Screencap of Ms. Beauty Turner's blog page. Her blog hosted much of her journalism work.
Screencap of Ms. Beauty Turner’s blog page. Her blog hosted much of her journalism work.

On Jan. 23, Ms. Beauty’s birthday, the National Public Housing Museum held a memorial luncheon in her honor. Larry Turner, eldest son of Ms. Beauty helped us create the perfect atmosphere to celebrate the birthday, life, and legacy of his mom and the honorary ancestor of our Beauty Turner Academy of Oral History (BTA), with soul food and pie, dusties, and love songs.

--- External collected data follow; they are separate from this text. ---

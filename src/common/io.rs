//! Common, IO-related code.

use std::{
    fs::File,
    io::{BufRead, BufReader, BufWriter, Write},
    path::Path,
};

use flate2::{bufread::MultiGzDecoder, write::GzEncoder, Compression};

use crate::err::PgxError;

fn is_gz<P: AsRef<Path>>(path: P) -> bool {
    path.as_ref().extension().map(|s| s.to_str()) == Some(Some("gz"))
}

/// Transparently open a file with gzip decoder.
///
/// A missing file yields `PgxError::NotFound`, any other problem `PgxError::Processing`.
pub fn open_read_maybe_gz<P>(path: P) -> Result<Box<dyn BufRead>, PgxError>
where
    P: AsRef<Path>,
{
    if !path.as_ref().exists() {
        return Err(PgxError::NotFound(path.as_ref().to_path_buf()));
    }
    let file = File::open(path.as_ref()).map_err(PgxError::processing)?;
    if is_gz(&path) {
        tracing::trace!("Opening {:?} as gzip for reading", path.as_ref());
        let decoder = MultiGzDecoder::new(BufReader::new(file));
        Ok(Box::new(BufReader::new(decoder)))
    } else {
        tracing::trace!("Opening {:?} as plain text for reading", path.as_ref());
        Ok(Box::new(BufReader::new(file)))
    }
}

/// Transparently open a file with gzip encoder.
pub fn open_write_maybe_gz<P>(path: P) -> Result<Box<dyn Write>, anyhow::Error>
where
    P: AsRef<Path>,
{
    if is_gz(&path) {
        tracing::trace!("Opening {:?} as gzip for writing", path.as_ref());
        let file = File::create(path)?;
        let bufwriter = BufWriter::new(file);
        let encoder = GzEncoder::new(bufwriter, Compression::default());
        Ok(Box::new(encoder))
    } else {
        tracing::trace!("Opening {:?} as plain text for writing", path.as_ref());
        let file = File::create(path)?;
        Ok(Box::new(BufWriter::new(file)))
    }
}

The memorial was beautiful and the food was too good! We were joined by an array of the National Public Housing Museum community, including Chalonda McIntosh (former Cabrini-Green Homes resident) of our Entrepreneurship Hub and Corner Store Co-op; Pierce Cruz (current Section 8 CHA resident) and Ashley Jefferson (current Section 8 CHA resident), graduates of the Beauty Turner Academy; Troy Gaston (former Robert Taylor Homes resident) of our Oral History Collective; and Dorothy Burge (former LeClaire Courts and Washington Park Scattered Sites resident), an accomplished “quiltivist” whose work will be featured in the window of the museum on Taylor Street. Beauty’s sister Maple Turner joined us by phone. A few other familiar faces also made an appearance, like Ron Carter, publisher and editor of Chicago Street Journal (formerly South Street Journal) and co-organizer of Ms. Beauty’s Ghetto Bus Tours in the late 90’s and early 2000’s.

Enjoy this visual recap of the event and some of the words of celebration shared by those who joined us.

A video created to honor Ms. Beauty Turner through a recap of her memorial luncheon and kind words of celebration said during.

Although I consider Beauty Turner to be a literary ancestor, I was not fortunate enough to meet her in this lifetime (at least not that I could remember). I felt so fortunate to hear from people who had firsthand experience hearing Miss Beauty say “Hey, Love…” It was a few days before I would begin a full time job here at the museum and I was an anxious wreck. Listening to Larry remind us of all the different ways “Hey Love” could be used, I spent more time than I’d like to admit wondering what it would’ve felt like to hear her say it to me on that day. I’m thankful for the fuel that came with hearing Larry repeat the words again and again and again.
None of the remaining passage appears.